Por um segundo achei que ela fosse me abraçar, mas ela não o fez. Apenas assentiu e voltou-se para louça. Caminhei, saindo da cozinha. Parei, olhando de relance para trás.
– A propósito, pode me chamar de Tris. – falei, e pude ver um sorriso torto se formar nos lábios de Evelyn.
Por fim saí do apartamento e fui ao Palácio do Governo.
TOBIAS
Estava na minha sala analisando uma papelada que Nita havia me entregado a pedido de Johanna. Eram planos sobre como reconstituir o governo. Comecei a ler os papéis, mas fui interrompido por uma batida na porta.
– Entre. – falei.
Nita entrou com uma bandeija onde havia café e algumas torradas. Ela estava bonita hoje. Com uma saia preta curta que deixava suas coxas a mostra, uma blusa social cor de vinho e seus saltos. Uma maquiagem leve. Estava muito bonita. E dessa vez sem decote, o que era um alívio, já que eles me distraíam na maior parte do tempo.
Ela também tinha se mostrado muito profissional. Não tirou proveito da situação e estava levando a sério seu trabalho como secretária. Passei a enxerga-la não como a mulher que tinha tentado assassinar minha namorada, mas sim como a mulher eficiente que era.
– Eu imaginei que talvez o senhor estivesse com fome. – ela falou, pondo a bandeja sobre a mesa.
– Não se preocupe com isso. E Nita, por favor, sem formalidades. – lembrei-a.
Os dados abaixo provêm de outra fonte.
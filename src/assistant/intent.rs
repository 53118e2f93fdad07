//! Keyword-gated, regex-confirmed intent classification.
//!
//! Each pattern carries groups of synonymous keywords. The overlap ratio is
//! the share of groups with at least one keyword present in the message;
//! only patterns with a ratio above [`KEYWORD_GATE`] have their regexes
//! tested. Among confirmed patterns the highest confidence wins and ties keep
//! table order.

use regex::Regex;
use serde::{Deserialize, Serialize};
use std::collections::HashMap;
use std::sync::Mutex;

pub const GENERAL_CONVERSATION: &str = "general_conversation";
pub const SLASH_COMMAND: &str = "slash_command";

/// Minimum keyword overlap ratio (exclusive) before regexes are tested
pub const KEYWORD_GATE: f64 = 0.5;

/// Added to `create_agenda` when the meeting has no agenda points yet
pub const EMPTY_AGENDA_BOOST: f64 = 0.1;

const GENERAL_CONFIDENCE: f64 = 0.3;

#[derive(Debug, Clone, PartialEq, Serialize, Deserialize)]
#[serde(rename_all = "camelCase")]
pub struct IntentResult {
    pub intent: String,
    pub confidence: f64,
    pub requires_function_call: bool,
}

impl IntentResult {
    fn general() -> Self {
        Self {
            intent: GENERAL_CONVERSATION.to_string(),
            confidence: GENERAL_CONFIDENCE,
            requires_function_call: false,
        }
    }
}

/// Application state the classifier may consult
#[derive(Debug, Clone, Copy, Default, PartialEq, Eq)]
pub struct IntentContext {
    pub agenda_count: usize,
    pub action_count: usize,
}

struct PatternDef {
    intent: &'static str,
    keywords: &'static [&'static [&'static str]],
    patterns: &'static [&'static str],
    base_confidence: f64,
    requires_function_call: bool,
}

const PATTERN_TABLE: &[PatternDef] = &[
    PatternDef {
        intent: "create_agenda",
        keywords: &[&["create", "add", "new", "make", "insert"], &["agenda"], &["point", "item", "topic", "entry"]],
        patterns: &[r"\b(?:create|add|new|make|insert)\b.*\bagenda"],
        base_confidence: 0.9,
        requires_function_call: true,
    },
    PatternDef {
        intent: "update_agenda",
        keywords: &[&["update", "rename", "change", "edit", "modify"], &["agenda"], &["point", "item", "topic", "entry"]],
        patterns: &[r"\b(?:update|rename|change|edit|modify)\b.*\bagenda"],
        base_confidence: 0.85,
        requires_function_call: true,
    },
    PatternDef {
        intent: "delete_agenda",
        keywords: &[&["delete", "remove", "drop"], &["agenda"], &["point", "item", "topic", "entry"]],
        patterns: &[r"\b(?:delete|remove|drop)\b.*\bagenda"],
        base_confidence: 0.85,
        requires_function_call: true,
    },
    PatternDef {
        intent: "list_agenda",
        keywords: &[&["list", "show", "display", "what"], &["agenda"]],
        patterns: &[r"\b(?:list|show|display|what)\b.*\bagenda"],
        base_confidence: 0.8,
        requires_function_call: true,
    },
    PatternDef {
        intent: "create_action",
        keywords: &[&["create", "add", "new", "make"], &["action", "task", "todo"]],
        patterns: &[r"\b(?:create|add|new|make)\b.*\b(?:action|task|todo)"],
        base_confidence: 0.9,
        requires_function_call: true,
    },
    PatternDef {
        intent: "assign_action",
        keywords: &[&["assign", "delegate"], &["action", "task", "todo"]],
        patterns: &[
            r"\b(?:assign|delegate)\w*\b.*\b(?:action|task|todo)",
            r"\b(?:action|task|todo)\b.*\b(?:assign|delegate)",
        ],
        base_confidence: 0.85,
        requires_function_call: true,
    },
    PatternDef {
        intent: "update_action_status",
        keywords: &[&["mark", "set", "complete", "finish", "close"], &["action", "task", "todo"]],
        patterns: &[r"\b(?:mark|set|complete|finish|close)\b.*\b(?:action|task|todo)"],
        base_confidence: 0.85,
        requires_function_call: true,
    },
    PatternDef {
        intent: "list_actions",
        keywords: &[&["list", "show", "display", "what"], &["action", "task", "todo"]],
        patterns: &[r"\b(?:list|show|display|what)\b.*\b(?:action|task|todo)"],
        base_confidence: 0.8,
        requires_function_call: true,
    },
    PatternDef {
        intent: "meeting_summary",
        keywords: &[&["summarize", "summary", "recap", "overview"]],
        patterns: &[r"\b(?:summari[sz]e|summary|recap|overview)\b"],
        base_confidence: 0.75,
        requires_function_call: false,
    },
];

struct CompiledPattern {
    def: &'static PatternDef,
    regexes: Vec<Regex>,
}

pub struct IntentClassifier {
    patterns: Vec<CompiledPattern>,
    cache: Mutex<HashMap<String, IntentResult>>,
}

impl IntentClassifier {
    pub fn new() -> Self {
        let patterns = PATTERN_TABLE
            .iter()
            .map(|def| CompiledPattern {
                def,
                regexes: def
                    .patterns
                    .iter()
                    .filter_map(|p| Regex::new(&format!("(?i){}", p)).ok())
                    .collect(),
            })
            .collect();

        Self {
            patterns,
            cache: Mutex::new(HashMap::new()),
        }
    }

    /// Classify a message; results are memoized by its trimmed lowercase text
    pub fn classify(&self, message: &str, ctx: &IntentContext) -> IntentResult {
        let key = message.trim().to_lowercase();

        if let Ok(cache) = self.cache.lock() {
            if let Some(hit) = cache.get(&key) {
                tracing::debug!("Intent cache hit: {}", hit.intent);
                return hit.clone();
            }
        }

        let result = self.classify_uncached(&key, ctx);
        tracing::debug!(
            "Intent: {} ({:.2}) function_call={}",
            result.intent,
            result.confidence,
            result.requires_function_call
        );

        if let Ok(mut cache) = self.cache.lock() {
            cache.insert(key, result.clone());
        }
        result
    }

    fn classify_uncached(&self, text: &str, ctx: &IntentContext) -> IntentResult {
        if text.starts_with('/') {
            return IntentResult {
                intent: SLASH_COMMAND.to_string(),
                confidence: 1.0,
                requires_function_call: false,
            };
        }

        let tokens = tokenize(text);
        let mut best: Option<IntentResult> = None;

        for pattern in &self.patterns {
            let ratio = keyword_overlap(&tokens, pattern.def.keywords);
            if ratio <= KEYWORD_GATE {
                continue;
            }
            if !pattern.regexes.iter().any(|re| re.is_match(text)) {
                continue;
            }

            let mut confidence = pattern.def.base_confidence * (0.5 + 0.5 * ratio);
            if pattern.def.intent == "create_agenda" && ctx.agenda_count == 0 {
                confidence += EMPTY_AGENDA_BOOST;
            }
            let confidence = confidence.clamp(0.0, 1.0);

            // Strictly greater: earlier table entries win ties
            if best.as_ref().map_or(true, |b| confidence > b.confidence) {
                best = Some(IntentResult {
                    intent: pattern.def.intent.to_string(),
                    confidence,
                    requires_function_call: pattern.def.requires_function_call,
                });
            }
        }

        best.unwrap_or_else(IntentResult::general)
    }

    pub fn clear_cache(&self) {
        if let Ok(mut cache) = self.cache.lock() {
            cache.clear();
        }
    }

    pub fn cache_len(&self) -> usize {
        self.cache.lock().map(|c| c.len()).unwrap_or(0)
    }
}

impl Default for IntentClassifier {
    fn default() -> Self {
        Self::new()
    }
}

fn tokenize(text: &str) -> Vec<&str> {
    text.split(|c: char| !c.is_alphanumeric())
        .filter(|t| !t.is_empty())
        .collect()
}

/// Share of keyword groups with at least one keyword prefixing a token
fn keyword_overlap(tokens: &[&str], groups: &[&[&str]]) -> f64 {
    if groups.is_empty() {
        return 0.0;
    }
    let matched = groups
        .iter()
        .filter(|group| group.iter().any(|kw| tokens.iter().any(|t| t.starts_with(kw))))
        .count();
    matched as f64 / groups.len() as f64
}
– Desculpe. – ela sorriu, limpando as mãos na sua saia. – Com licença. – ela pediu, caminhando em direção à porta.
– Se importa em comer comigo? – Falei e me arrependi do brilho que causei em seus olhos.
Ela caminhou de volta e se sentou na cadeira a minha frente. Era tarde demais para voltar atrás, então apenas suspirei e lhe ofereci uma torrada. Ela sorriu e aceitou. Comemos em silêncio e depois ela agradeceu e se retirou.
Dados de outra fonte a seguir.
use std::collections::HashMap;
use std::sync::Arc;
use tokio::sync::RwLock;

use crate::config::AiDefaults;
use crate::models::SessionConfig;

/// In-memory session configuration map.
///
/// Entries live until removed or the process exits.
#[derive(Debug, Clone)]
pub struct SessionStore {
    sessions: Arc<RwLock<HashMap<String, SessionConfig>>>,
    defaults: Arc<AiDefaults>,
}

impl SessionStore {
    pub fn new(defaults: AiDefaults) -> Self {
        Self {
            sessions: Arc::new(RwLock::new(HashMap::new())),
            defaults: Arc::new(defaults),
        }
    }

    pub fn defaults(&self) -> &AiDefaults {
        &self.defaults
    }

    pub async fn put(&self, config: SessionConfig) {
        let mut sessions = self.sessions.write().await;
        tracing::info!(
            "Session configured: {} provider={} custom={}",
            short_id(&config.session_id),
            config.provider,
            config.is_custom
        );
        sessions.insert(config.session_id.clone(), config);
    }

    pub async fn get(&self, session_id: &str) -> Option<SessionConfig> {
        self.sessions.read().await.get(session_id).cloned()
    }

    /// Stored config, or the default config which is then stored for the session
    pub async fn get_or_default(&self, session_id: &str) -> SessionConfig {
        if let Some(config) = self.get(session_id).await {
            return config;
        }

        let mut sessions = self.sessions.write().await;
        sessions
            .entry(session_id.to_string())
            .or_insert_with(|| {
                tracing::info!("Auto-configuring session {} with defaults", short_id(session_id));
                SessionConfig::from_defaults(session_id, &self.defaults)
            })
            .clone()
    }

    pub async fn remove(&self, session_id: &str) -> Option<SessionConfig> {
        self.sessions.write().await.remove(session_id)
    }

    pub async fn len(&self) -> usize {
        self.sessions.read().await.len()
    }

    pub async fn is_empty(&self) -> bool {
        self.sessions.read().await.is_empty()
    }

    /// All configs, oldest first
    pub async fn list(&self) -> Vec<SessionConfig> {
        let sessions = self.sessions.read().await;
        let mut list: Vec<SessionConfig> = sessions.values().cloned().collect();
        list.sort_by(|a, b| a.timestamp.cmp(&b.timestamp).then_with(|| a.session_id.cmp(&b.session_id)));
        list
    }
}

/// First 12 chars of a session id, for log lines
pub fn short_id(session_id: &str) -> &str {
    match session_id.char_indices().nth(12) {
        Some((idx, _)) => &session_id[..idx],
        None => session_id,
    }
}

#[cfg(test)]
mod tests {
    use super::*;
    use crate::models::ConfigureRequest;

    #[tokio::test]
    async fn test_get_or_default_populates_store() {
        let store = SessionStore::new(AiDefaults::default());
        assert!(store.get("abc").await.is_none());

        let config = store.get_or_default("abc").await;
        assert_eq!(config.base_url, AiDefaults::default().base_url);
        assert_eq!(store.len().await, 1);
        assert_eq!(store.get("abc").await, Some(config));
    }

    #[tokio::test]
    async fn test_put_overwrites() {
        let store = SessionStore::new(AiDefaults::default());
        let first = SessionConfig::from_defaults("s", store.defaults());
        store.put(first).await;

        let req = ConfigureRequest {
            provider: Some("groq".to_string()),
            ..Default::default()
        };
        store.put(SessionConfig::resolve("s", &req, store.defaults())).await;

        assert_eq!(store.len().await, 1);
        assert_eq!(store.get("s").await.map(|c| c.provider), Some("groq".to_string()));
    }

    #[tokio::test]
    async fn test_remove() {
        let store = SessionStore::new(AiDefaults::default());
        store.get_or_default("gone").await;
        assert!(store.remove("gone").await.is_some());
        assert!(store.is_empty().await);
    }

    #[test]
    fn test_short_id() {
        assert_eq!(short_id("0123456789abcdef"), "0123456789ab");
        assert_eq!(short_id("abc"), "abc");
    }
}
Eu sabia que ela ainda sentia algo por mim, e estava grato por ela estar sendo tão profissional. Não queria arranjar problemas com Tris. Nossa relação estava maravilhosa e eu não queria que Nita fosse o motivo para tal destruição. Agradeci mentalmente por Nita não ter nos atrapalhado.
O dia passou rápido e voltei para casa.
Ao chegar, notei que Tris já estava lá e ela conversava com minha mãe na cozinha. Foi estranho, porque sempre soube que elas não se gostavam. Tentei me aproximar sem fazer barulho para que não me notassem, mas foi em vão. Elas pararam de conversar e minha mãe veio até mim. Me abraçou e depositou um beijo em minha bochecha.
Ela cheirava a tempero.
Ela se afastou de mim e voltou a preparar o jantar. Me aproximei de Tris e ela me deu um beijo rápido. Pus a mão em volta da sua cintura, ficando atrás dela.
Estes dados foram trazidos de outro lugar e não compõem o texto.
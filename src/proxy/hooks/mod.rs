pub mod context;
pub mod registry;
pub mod traits;
pub mod usage_tracker;

pub use context::{RequestContext, ResponseBuilder, ResponseContext};
pub use registry::HookRegistry;
pub use traits::Hook;
pub use usage_tracker::{SessionUsage, UsageTrackerHook};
– Vejo que você tem algo para me contar. – falei, notando sua ansiedade.
– E tenho, mas você terá que esperar até nos deitarmos. – ela falou sorrindo, com os olhos brilhantes.
Não contive a ansiedade. O que quer que fosse, aquilo era importante para Tris. Ela não conseguia esconder a felicidade.
Tomei um banho e voltei para cozinha. Jantamos e jogamos conversa fora. Tris e minha mãe estavam começando a se dar bem e eu estava feliz com isso. Depois de muita conversa Evelyn foi para seu quarto dormir. Tris e eu fomos nos deitar também.
Tris se deitou virada para mim, com uma mão debaixo de sua bochecha e a outra acariciando meu rosto. Ela era tão angelical. Seus olhos verdes fixos em mim. Tão linda.
– Então...? — perguntei ansioso sobre que ela queria me dizer.